== Required action ==
Every line of the records below that holds the word "components" belongs in the answer.

== Exercise input ==

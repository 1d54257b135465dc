// src/config/mod.rs
pub mod feed;

pub use feed::FeedConfig;
//! Read-only HTTP surface over [`ArticleService`].

use std::sync::Arc;

use axum::{
    extract::{Path, Query, State},
    http::StatusCode,
    response::{IntoResponse, Response},
    routing::get,
    Json, Router,
};
use serde::Deserialize;
use serde_json::json;
use tokio_util::sync::CancellationToken;
use tower_http::{cors::CorsLayer, trace::TraceLayer};

use crate::aggregator::ArticleService;
use crate::error::FeedError;
use crate::ingest::types::Article;

#[derive(Clone)]
pub struct AppState {
    pub articles: Arc<ArticleService>,
    pub default_interests: Arc<Vec<String>>,
}

impl AppState {
    pub fn new(articles: Arc<ArticleService>, default_interests: Vec<String>) -> Self {
        Self {
            articles,
            default_interests: Arc::new(default_interests),
        }
    }
}

pub fn router(state: AppState) -> Router {
    Router::new()
        .route("/health", get(|| async { "ok" }))
        .route("/api/articles", get(all_articles))
        .route("/api/articles/latest", get(latest_articles))
        .route("/api/articles/recommended", get(recommended_articles))
        .route("/api/articles/search", get(search_articles))
        .route("/api/articles/{article_id}", get(article_by_id))
        .layer(TraceLayer::new_for_http())
        .layer(CorsLayer::very_permissive())
        .with_state(state)
}

impl IntoResponse for FeedError {
    fn into_response(self) -> Response {
        let status = match &self {
            FeedError::NotFound(_) => StatusCode::NOT_FOUND,
            FeedError::Cancelled => StatusCode::SERVICE_UNAVAILABLE,
            FeedError::Upstream { .. } | FeedError::Task(_) => StatusCode::BAD_GATEWAY,
        };
        if status != StatusCode::NOT_FOUND {
            tracing::warn!(target: "feed", error = %self, %status, "request failed");
        }
        (status, Json(json!({ "error": self.to_string() }))).into_response()
    }
}

type ApiResult<T> = Result<Json<T>, FeedError>;

// Dropping the handler future on client disconnect already aborts the fan-out;
// the token only makes the contract explicit.
fn request_token() -> CancellationToken {
    CancellationToken::new()
}

async fn all_articles(State(state): State<AppState>) -> ApiResult<Vec<Article>> {
    let all = state.articles.get_all_articles(&request_token()).await?;
    Ok(Json((*all).clone()))
}

async fn latest_articles(State(state): State<AppState>) -> ApiResult<Vec<Article>> {
    Ok(Json(
        state.articles.get_latest_articles(&request_token()).await?,
    ))
}

async fn article_by_id(
    State(state): State<AppState>,
    Path(article_id): Path<String>,
) -> ApiResult<Article> {
    Ok(Json(
        state
            .articles
            .get_article_by_id(&request_token(), &article_id)
            .await?,
    ))
}

#[derive(Debug, Deserialize)]
struct RecommendedQuery {
    /// Comma-separated interest terms.
    #[serde(default)]
    interests: Option<String>,
}

fn parse_interests(raw: Option<&str>) -> Vec<String> {
    raw.unwrap_or_default()
        .split(',')
        .map(|s| s.trim().to_string())
        .filter(|s| !s.is_empty())
        .collect()
}

async fn recommended_articles(
    State(state): State<AppState>,
    Query(q): Query<RecommendedQuery>,
) -> Response {
    let mut interests = parse_interests(q.interests.as_deref());
    if interests.is_empty() {
        interests = (*state.default_interests).clone();
    }
    if interests.is_empty() {
        return (
            StatusCode::BAD_REQUEST,
            Json(json!({ "error": "interests are not set" })),
        )
            .into_response();
    }

    match state
        .articles
        .get_recommended_articles(&request_token(), &interests)
        .await
    {
        Ok(v) => Json(v).into_response(),
        Err(e) => e.into_response(),
    }
}

#[derive(Debug, Deserialize)]
struct SearchQuery {
    #[serde(default)]
    q: String,
}

async fn search_articles(
    State(state): State<AppState>,
    Query(q): Query<SearchQuery>,
) -> ApiResult<Vec<Article>> {
    Ok(Json(
        state.articles.search_articles(&request_token(), &q.q).await?,
    ))
}

#[cfg(test)]
mod tests {
    use super::*;

    #[test]
    fn interests_are_split_and_trimmed() {
        assert_eq!(
            parse_interests(Some(" go, ,Rust ")),
            vec!["go".to_string(), "Rust".to_string()]
        );
        assert!(parse_interests(None).is_empty());
    }
}
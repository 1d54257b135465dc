// tests/common/mod.rs
//
// Stub providers shared by the integration tests.
#![allow(dead_code)]

use std::sync::atomic::{AtomicBool, AtomicUsize, Ordering};
use std::sync::Arc;

use anyhow::{bail, Result};
use async_trait::async_trait;
use chrono::DateTime;
use tokio_util::sync::CancellationToken;

use smartfeed::{Article, ArticleProvider};

pub fn article(id: &str, title: &str, ts: i64) -> Article {
    Article {
        id: id.to_string(),
        title: title.to_string(),
        url: format!("https://example.test/{id}"),
        author: "someone".to_string(),
        source: "Stub".to_string(),
        score: 0,
        created_at: DateTime::from_timestamp(ts, 0).unwrap(),
        tags: Vec::new(),
    }
}

pub fn with_tags(mut a: Article, tags: &[&str]) -> Article {
    a.tags = tags.iter().map(|t| t.to_string()).collect();
    a
}

pub fn with_score(mut a: Article, score: i64) -> Article {
    a.score = score;
    a
}

/// Returns a fixed list, or fails when `failing` is set.
pub struct StubProvider {
    pub name: &'static str,
    pub articles: Vec<Article>,
    pub failing: AtomicBool,
    pub calls: AtomicUsize,
    pub last_limit: AtomicUsize,
}

impl StubProvider {
    pub fn ok(name: &'static str, articles: Vec<Article>) -> Arc<Self> {
        Arc::new(Self {
            name,
            articles,
            failing: AtomicBool::new(false),
            calls: AtomicUsize::new(0),
            last_limit: AtomicUsize::new(0),
        })
    }

    pub fn failing(name: &'static str) -> Arc<Self> {
        let p = Self::ok(name, Vec::new());
        p.failing.store(true, Ordering::SeqCst);
        p
    }

    pub fn calls(&self) -> usize {
        self.calls.load(Ordering::SeqCst)
    }
}

#[async_trait]
impl ArticleProvider for StubProvider {
    async fn fetch_articles(
        &self,
        _cancel: &CancellationToken,
        limit: usize,
    ) -> Result<Vec<Article>> {
        self.calls.fetch_add(1, Ordering::SeqCst);
        self.last_limit.store(limit, Ordering::SeqCst);
        // yield so concurrent callers actually overlap
        tokio::task::yield_now().await;
        if self.failing.load(Ordering::SeqCst) {
            bail!("{} listing unavailable", self.name);
        }
        Ok(self.articles.iter().take(limit).cloned().collect())
    }

    fn name(&self) -> &'static str {
        self.name
    }
}
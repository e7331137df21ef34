//! Header component

use leptos::prelude::*;
use leptos_meta::Title;

#[component]
pub fn Header() -> impl IntoView {
    view! {
        <Title text="Signup Demo" />
        <header class="header">
            <div>
                <h1>"Signup Demo"</h1>
                <p class="subtitle">"Leptos WASM + Cloudflare Workers"</p>
            </div>
            <span class="badge">"POST /api/v1/user/any/signup"</span>
        </header>
    }
}
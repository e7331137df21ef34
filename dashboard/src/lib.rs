//! ==============================================================================
//! lib.rs - Signup Demo Dashboard
//! ==============================================================================
//!
//! purpose:
//!     leptos wasm front end that registers a demo account against the
//!     signup api as soon as it mounts, then shows the backend's answer
//!     or the error that stopped it.
//!
//! architecture:
//!     - leptos csr (client-side rendering)
//!     - compiled to wasm, runs in browser
//!     - one request via fetch, behind the Transport trait
//!     - view state is plain data (state.rs), rendered by components
//!
//! ==============================================================================

use leptos::prelude::*;
use leptos_meta::provide_meta_context;
use wasm_bindgen::prelude::*;

pub mod api;
pub mod config;
pub mod lifecycle;
pub mod state;
mod components;

use components::{Header, RequestView};

// ==============================================================================
// main entry point
// ==============================================================================

#[wasm_bindgen(start)]
pub fn main() {
    console_error_panic_hook::set_once();
    mount_to_body(App);
}

// ==============================================================================
// app component
// ==============================================================================

#[component]
fn App() -> impl IntoView {
    provide_meta_context();

    view! {
        <Header />
        <div class="container">
            <RequestView />
        </div>
    }
}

===

== Response for this exercise ==
//!     - view state is plain data (state.rs), rendered by components
mod components;
use components::{Header, RequestView};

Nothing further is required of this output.